Nach meinem Empfinden ist der italienische Messerkampf eine sehr durchdachte, elegante und auch effektive Kampfkunst. Die Kombination der zentralisierten militärischen Systeme der
maestri d` armi und der sehr beweglichen bürgerlichen System aus den ländlichen Gegenden Italiens und der Unterwelt, bilden eine ideale Zusammenstellung um in jeder Lage und zu jeder Zeit einer Kampfsituation gewachsen zu sein.
Weitere Waffengattungen
Interessanterweise beherrschen die Lehrer von
Maestro Merendoni auch den traditionellen italienischen Stockkampf.
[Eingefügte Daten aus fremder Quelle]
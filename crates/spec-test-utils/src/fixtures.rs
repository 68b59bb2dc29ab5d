//! Raw config and override fixtures.

use serde_json::{Value, json};
use spec_core::{FlagValues, RunContext};

/// Run URI used by every fixture context
pub const TEST_RUN_URI: &str = "123";

/// Run context for [`TEST_RUN_URI`]
pub fn run_context() -> RunContext {
    RunContext::new(TEST_RUN_URI).expect("TEST_RUN_URI is a valid run URI")
}

/// Smallest valid managed database component.
pub fn minimal_db_config() -> Value {
    json!({
        "cloud": "GCP",
        "database": "mysql",
        "vm_spec": {
            "GCP": {
                "machine_type": "n1-standard-1"
            }
        }
    })
}

/// Managed database component with explicit name and password.
pub fn full_db_config() -> Value {
    merged(
        minimal_db_config(),
        json!({
            "database_name": "fake_name",
            "database_password": "fake_password"
        }),
    )
}

/// `base` with the top-level keys of `extra` inserted or replaced.
pub fn merged(mut base: Value, extra: Value) -> Value {
    if let (Some(base_map), Value::Object(extra_map)) = (base.as_object_mut(), extra) {
        base_map.extend(extra_map);
    }
    base
}

/// Flag set with every pair explicitly set.
pub fn flags<'a>(pairs: impl IntoIterator<Item = (&'a str, Value)>) -> FlagValues {
    let mut flags = FlagValues::new();
    for (name, value) in pairs {
        flags.parse(name, value);
    }
    flags
}

#[cfg(test)]
mod tests {
    use super::*;

    #[test]
    fn full_config_extends_minimal() {
        let full = full_db_config();
        assert_eq!(full["database"], "mysql");
        assert_eq!(full["database_name"], "fake_name");
        assert_eq!(full["vm_spec"], minimal_db_config()["vm_spec"]);
    }

    #[test]
    fn flags_are_explicit() {
        let flags = flags([("database", json!("postgres"))]);
        assert!(flags.is_explicitly_set("database"));
    }
}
Die Stocklängen gliedern sich wie folgt auf:
Der
manganello (deut.: der Knüppel) ist ein circa 60-70cm langer Stock, welcher Richtung Stockspitze im Durchmesser zunehmen kann.
Der
bastone da passegio (deut.: der Spazierstock) hat mit circa 90-100cm Spazierstocklänge. Diese Disziplin ist sehr interessant, da viele der Konzepte und Techniken dem traditionellen italienischen Fechten entstammen (nicht mit Sportfechten zu verwechseln).
Der
bastone pugliese e siciliano (deut.: apulischer- bzw. sizilianischer Hirtenstock) ist ein ca. 120cm langer Olivenholzstock. Das besondere Merkmal dieser Waffe sind "Knoten", die sich über die ganze Stocklänge ziehen.
Der
bastone bicipite (deut.: der zweiköpfige Stock) steht für den italinischen Langstock. Seine Länge kann bis über 220cm betragen.
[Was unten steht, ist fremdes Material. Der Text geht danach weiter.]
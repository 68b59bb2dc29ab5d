//! Union branch selection

use serde_json::{Map, Value};

use super::engine::Resolver;
use crate::error::{Error, InvalidReason, Result};
use crate::resolved::{ResolvedValue, VariantSpec};
use crate::schema::{OptionSchema, UnionKind, join_path};

impl Resolver<'_> {
    /// Resolve a union option from its already resolved discriminator.
    ///
    /// The raw value under the union key maps variant names to sub-mappings,
    /// e.g. `vm_spec: {GCP: {...}, AWS: {...}}`. Only the selected variant's
    /// sub-mapping is resolved; the others are ignored. A required union
    /// must be present in the config, but the selected variant's
    /// sub-mapping may be omitted and then resolves from branch defaults.
    pub(super) fn dispatch(
        &self,
        option: &OptionSchema,
        union: &UnionKind,
        discriminator: &ResolvedValue,
        raw: Option<&Value>,
        prefix: &str,
        path: &str,
    ) -> Result<ResolvedValue> {
        let discriminator_path = join_path(prefix, union.discriminator());

        let selected = match discriminator {
            ResolvedValue::String(value) => value,
            ResolvedValue::Unset if option.is_required() => {
                return Err(Error::MissingRequiredOption {
                    option: discriminator_path,
                    required_by: Some(path.to_string()),
                });
            }
            ResolvedValue::Unset => return Ok(ResolvedValue::Unset),
            _ => {
                return Err(Error::FieldType {
                    option: discriminator_path,
                    expected: "string".to_string(),
                });
            }
        };

        let Some(branch) = union.branch(selected) else {
            return Err(Error::UnsupportedDiscriminatorValue {
                discriminator: discriminator_path,
                value: Value::String(selected.clone()).to_string(),
                supported: union.variants(),
            });
        };

        let variants = match raw {
            None | Some(Value::Null) if option.is_required() => {
                return Err(Error::MissingRequiredOption {
                    option: path.to_string(),
                    required_by: None,
                });
            }
            None | Some(Value::Null) => None,
            Some(Value::Object(map)) => Some(map),
            Some(other) => {
                return Err(Error::InvalidValue {
                    option: path.to_string(),
                    value: other.to_string(),
                    reason: InvalidReason::WrongKind {
                        expected: format!("mapping keyed by {}", union.discriminator()),
                    },
                });
            }
        };

        if let Some(variants) = variants {
            let mut unknown: Vec<String> = variants
                .keys()
                .filter(|key| !union.has_branch(key))
                .cloned()
                .collect();
            if !unknown.is_empty() {
                unknown.sort();
                return Err(Error::UnknownOption {
                    component: path.to_string(),
                    keys: unknown,
                });
            }
        }

        let empty = Value::Object(Map::new());
        let sub_mapping = variants
            .and_then(|map| map.get(selected.as_str()))
            .unwrap_or(&empty);

        tracing::debug!(
            option = %path,
            variant = %selected,
            schema = %branch.name(),
            "Selected union branch"
        );

        let spec = self.resolve_schema(branch, sub_mapping, &join_path(path, selected))?;
        Ok(ResolvedValue::Spec(VariantSpec::new(selected.clone(), spec)))
    }
}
Des Weiteren gibt es in der italienischen Kampfkunst auch den waffenlosen Kampf. Zum Einen lassen sich die Bewegungen des Messerkampfes auf die leere Hand umsetzen, zum Anderen entstanden in verschiedenen Regionen des Landes spezielle Formen des "Faustkampfes". Eine der bekannteren ist das sogenannte
a calci e schiaffi (deut.: mit Tritten und Ohrfeigen). In dieser Form des Kampfes kommen neben Fußtritten und Kniestößen, hauptsächlich Schläge mit der Handinnenfläche (Ohrfeigen/ Slaps) und Rückhandschläge zum Einsatz.
Abschlusswort
Für mich war es wieder einmal ein interessantes und lehrreiches Erlebnis. Nicht nur, daß ich dabei bin eine hohe Schule des Klingenkampfes zu erlernen, vielmehr bringen mich diese Reisen meiner/ unserer europäischen Kultur einen kleinen Schritt näher.